*** Begin section ***

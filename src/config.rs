//! 配置模块：服务端点、重试、缓冲区等设置，支持 YAML 文件与环境变量。
//!
//! Configuration structures.
//!
//! A [`RelayConfig`] is built once by the composition root (from YAML, from the
//! environment, or by hand) and handed to each component's constructor. There
//! is no process-wide settings object.
//!
//! ```rust
//! use ai_relay::config::RelayConfig;
//!
//! let cfg = RelayConfig::from_yaml_str(r#"
//! service:
//!   provider: openai
//!   endpoint: https://api.example.com/v1
//!   api_key: sk-test
//!   deployment_name: gpt-4o
//! buffer:
//!   buffer_size: 40
//! "#).unwrap();
//!
//! assert_eq!(cfg.buffer.buffer_size, 40);
//! assert_eq!(cfg.service.max_tokens, 2000);
//! ```

use crate::error_code::ErrorKind;
use crate::resilience::{RetryPolicy, RetrySettings};
use crate::{Error, ErrorContext, Result};
use serde::{Deserialize, Serialize};
use std::fmt;
use std::path::Path;
use std::time::Duration;

fn default_api_version() -> String {
    "2024-02-15-preview".to_string()
}
fn default_max_tokens() -> u32 {
    2000
}
fn default_temperature() -> f64 {
    0.7
}
fn default_timeout_secs() -> f64 {
    30.0
}
fn default_max_retries() -> u32 {
    3
}

fn duration_secs(v: f64) -> Duration {
    if v.is_finite() && v > 0.0 {
        Duration::try_from_secs_f64(v).unwrap_or(Duration::MAX)
    } else {
        Duration::ZERO
    }
}

/// Backend identity and per-call defaults.
#[derive(Clone, Serialize, Deserialize)]
pub struct ServiceConfig {
    pub provider: String,
    pub endpoint: String,
    #[serde(default)]
    pub api_key: String,
    #[serde(default)]
    pub deployment_name: String,
    #[serde(default = "default_api_version")]
    pub api_version: String,
    #[serde(default = "default_max_tokens")]
    pub max_tokens: u32,
    #[serde(default = "default_temperature")]
    pub temperature: f64,
    /// Nominal per-operation timeout in seconds.
    #[serde(default = "default_timeout_secs")]
    pub timeout_secs: f64,
    /// Connection retry budget (attempts = max_retries + 1).
    #[serde(default = "default_max_retries")]
    pub max_retries: u32,
}

impl ServiceConfig {
    pub fn new(
        provider: impl Into<String>,
        endpoint: impl Into<String>,
        api_key: impl Into<String>,
        deployment_name: impl Into<String>,
    ) -> Self {
        Self {
            provider: provider.into(),
            endpoint: endpoint.into(),
            api_key: api_key.into(),
            deployment_name: deployment_name.into(),
            api_version: default_api_version(),
            max_tokens: default_max_tokens(),
            temperature: default_temperature(),
            timeout_secs: default_timeout_secs(),
            max_retries: default_max_retries(),
        }
    }

    pub fn timeout(&self) -> Duration {
        duration_secs(self.timeout_secs)
    }
}

// Never print the credential.
impl fmt::Debug for ServiceConfig {
    fn fmt(&self, f: &mut fmt::Formatter<'_>) -> fmt::Result {
        f.debug_struct("ServiceConfig")
            .field("provider", &self.provider)
            .field("endpoint", &self.endpoint)
            .field("api_key", &"***REDACTED***")
            .field("deployment_name", &self.deployment_name)
            .field("api_version", &self.api_version)
            .field("max_tokens", &self.max_tokens)
            .field("temperature", &self.temperature)
            .field("timeout_secs", &self.timeout_secs)
            .field("max_retries", &self.max_retries)
            .finish()
    }
}

/// Backoff between connection attempts.
#[derive(Debug, Clone, PartialEq, Serialize, Deserialize)]
#[serde(default)]
pub struct ConnectionSettings {
    pub base_delay_secs: f64,
    pub max_delay_secs: f64,
    pub backoff_multiplier: f64,
}

impl Default for ConnectionSettings {
    fn default() -> Self {
        Self {
            base_delay_secs: 1.0,
            max_delay_secs: 30.0,
            backoff_multiplier: 2.0,
        }
    }
}

/// Display coalescing thresholds.
#[derive(Debug, Clone, PartialEq, Serialize, Deserialize)]
#[serde(default)]
pub struct BufferSettings {
    /// Flush once this many characters are pending (0 = every chunk).
    pub buffer_size: usize,
    pub flush_interval_secs: f64,
}

impl Default for BufferSettings {
    fn default() -> Self {
        Self {
            buffer_size: 100,
            flush_interval_secs: 0.1,
        }
    }
}

impl BufferSettings {
    pub fn flush_interval(&self) -> Duration {
        duration_secs(self.flush_interval_secs)
    }
}

/// Everything the composition root needs.
#[derive(Debug, Clone, Serialize, Deserialize)]
pub struct RelayConfig {
    pub service: ServiceConfig,
    #[serde(default)]
    pub connection: ConnectionSettings,
    #[serde(default)]
    pub query_retry: RetrySettings,
    #[serde(default)]
    pub buffer: BufferSettings,
}

impl RelayConfig {
    pub fn new(service: ServiceConfig) -> Self {
        Self {
            service,
            connection: ConnectionSettings::default(),
            query_retry: RetrySettings::default(),
            buffer: BufferSettings::default(),
        }
    }

    pub fn from_yaml_str(yaml: &str) -> Result<Self> {
        let cfg: RelayConfig = serde_yaml::from_str(yaml)?;
        cfg.validate()?;
        Ok(cfg)
    }

    pub fn from_file(path: impl AsRef<Path>) -> Result<Self> {
        let path = path.as_ref();
        let raw = std::fs::read_to_string(path).map_err(|e| {
            Error::configuration_with_context(
                format!("Failed to read config file: {}", e),
                ErrorContext::new()
                    .with_details(path.display().to_string())
                    .with_source("config_loader"),
            )
        })?;
        Self::from_yaml_str(&raw)
    }

    /// Build a config from process environment variables.
    ///
    /// Required: `ENDPOINT`, `API_KEY`, `MODEL`. Optional: `AI_PROVIDER`,
    /// `API_VERSION`, `AI_MAX_TOKENS`, `AI_TEMPERATURE`, `AI_REQUEST_TIMEOUT`,
    /// `AI_MAX_RETRIES`, `AI_BUFFER_SIZE`, `AI_FLUSH_INTERVAL`.
    pub fn from_env() -> Result<Self> {
        Self::from_env_with(|k| std::env::var(k).ok())
    }

    /// Same as [`RelayConfig::from_env`] with an injectable lookup.
    pub fn from_env_with<F>(lookup: F) -> Result<Self>
    where
        F: Fn(&str) -> Option<String>,
    {
        let get = |k: &str| lookup(k).filter(|v| !v.trim().is_empty());

        let missing: Vec<&str> = ["ENDPOINT", "API_KEY", "MODEL"]
            .into_iter()
            .filter(|k| get(k).is_none())
            .collect();
        if !missing.is_empty() {
            return Err(Error::configuration_with_context(
                format!(
                    "Missing required environment variables: {}",
                    missing.join(", ")
                ),
                ErrorContext::new().with_source("env_loader"),
            ));
        }

        let mut service = ServiceConfig::new(
            get("AI_PROVIDER").unwrap_or_else(|| "azure_openai".to_string()),
            get("ENDPOINT").unwrap_or_default(),
            get("API_KEY").unwrap_or_default(),
            get("MODEL").unwrap_or_default(),
        );
        if let Some(v) = get("API_VERSION") {
            service.api_version = v;
        }
        if let Some(v) = get("AI_MAX_TOKENS") {
            service.max_tokens = parse_env("AI_MAX_TOKENS", &v)?;
        }
        if let Some(v) = get("AI_TEMPERATURE") {
            service.temperature = parse_env("AI_TEMPERATURE", &v)?;
        }
        if let Some(v) = get("AI_REQUEST_TIMEOUT") {
            service.timeout_secs = parse_env("AI_REQUEST_TIMEOUT", &v)?;
        }
        if let Some(v) = get("AI_MAX_RETRIES") {
            service.max_retries = parse_env("AI_MAX_RETRIES", &v)?;
        }

        let mut cfg = RelayConfig::new(service);
        if let Some(v) = get("AI_BUFFER_SIZE") {
            cfg.buffer.buffer_size = parse_env("AI_BUFFER_SIZE", &v)?;
        }
        if let Some(v) = get("AI_FLUSH_INTERVAL") {
            cfg.buffer.flush_interval_secs = parse_env("AI_FLUSH_INTERVAL", &v)?;
        }

        cfg.validate()?;
        Ok(cfg)
    }

    pub fn validate(&self) -> Result<()> {
        let s = &self.service;
        require_non_empty("service.provider", &s.provider)?;
        require_non_empty("service.endpoint", &s.endpoint)?;
        require_non_empty("service.api_key", &s.api_key)?;

        url::Url::parse(&s.endpoint).map_err(|e| {
            invalid("service.endpoint", format!("not a valid URL: {}", e))
        })?;

        if !(0.0..=2.0).contains(&s.temperature) {
            return Err(invalid(
                "service.temperature",
                format!("must be within 0.0..=2.0, got {}", s.temperature),
            ));
        }
        if !(s.timeout_secs.is_finite() && s.timeout_secs > 0.0) {
            return Err(invalid(
                "service.timeout_secs",
                format!("must be positive, got {}", s.timeout_secs),
            ));
        }
        check_backoff(
            "connection",
            self.connection.base_delay_secs,
            self.connection.max_delay_secs,
            self.connection.backoff_multiplier,
        )?;
        check_backoff(
            "query_retry",
            self.query_retry.base_delay_secs,
            self.query_retry.max_delay_secs,
            self.query_retry.backoff_multiplier,
        )?;
        if !(self.buffer.flush_interval_secs.is_finite() && self.buffer.flush_interval_secs > 0.0)
        {
            return Err(invalid(
                "buffer.flush_interval_secs",
                format!("must be positive, got {}", self.buffer.flush_interval_secs),
            ));
        }
        Ok(())
    }

    /// Policy for the connection budget: connection and timeout failures only.
    pub fn connection_policy(&self) -> RetryPolicy {
        RetryPolicy::from(&RetrySettings {
            max_retries: self.service.max_retries,
            base_delay_secs: self.connection.base_delay_secs,
            max_delay_secs: self.connection.max_delay_secs,
            backoff_multiplier: self.connection.backoff_multiplier,
            retry_on: vec![ErrorKind::Connection, ErrorKind::Timeout],
        })
    }

    /// Policy for the query budget.
    pub fn query_policy(&self) -> RetryPolicy {
        RetryPolicy::from(&self.query_retry)
    }
}

fn invalid(field: &str, details: String) -> Error {
    Error::configuration_with_context(
        "Invalid configuration value",
        ErrorContext::new()
            .with_field_path(field)
            .with_details(details)
            .with_source("config_validator"),
    )
}

fn require_non_empty(field: &str, value: &str) -> Result<()> {
    if value.trim().is_empty() {
        return Err(invalid(field, "is required".to_string()));
    }
    Ok(())
}

fn check_backoff(section: &str, base: f64, max: f64, multiplier: f64) -> Result<()> {
    if !(base.is_finite() && base >= 0.0) {
        return Err(invalid(
            &format!("{section}.base_delay_secs"),
            format!("must be non-negative, got {base}"),
        ));
    }
    if !(max.is_finite() && max >= base) {
        return Err(invalid(
            &format!("{section}.max_delay_secs"),
            format!("must be >= base_delay_secs, got {max}"),
        ));
    }
    if !(multiplier.is_finite() && multiplier >= 1.0) {
        return Err(invalid(
            &format!("{section}.backoff_multiplier"),
            format!("must be >= 1.0, got {multiplier}"),
        ));
    }
    Ok(())
}

fn parse_env<T: std::str::FromStr>(key: &str, raw: &str) -> Result<T> {
    raw.trim().parse::<T>().map_err(|_| {
        Error::configuration_with_context(
            format!("Environment variable {} has an invalid value", key),
            ErrorContext::new()
                .with_field_path(key)
                .with_details(raw.to_string())
                .with_source("env_loader"),
        )
    })
}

*** End section ***

[TASK INSTRUCTIONS]
Which lines of the data include "ErrorKind"? Copy each of them.

[ANSWER TO THE PROBLEM]
use crate::error_code::ErrorKind;
            retry_on: vec![ErrorKind::Connection, ErrorKind::Timeout],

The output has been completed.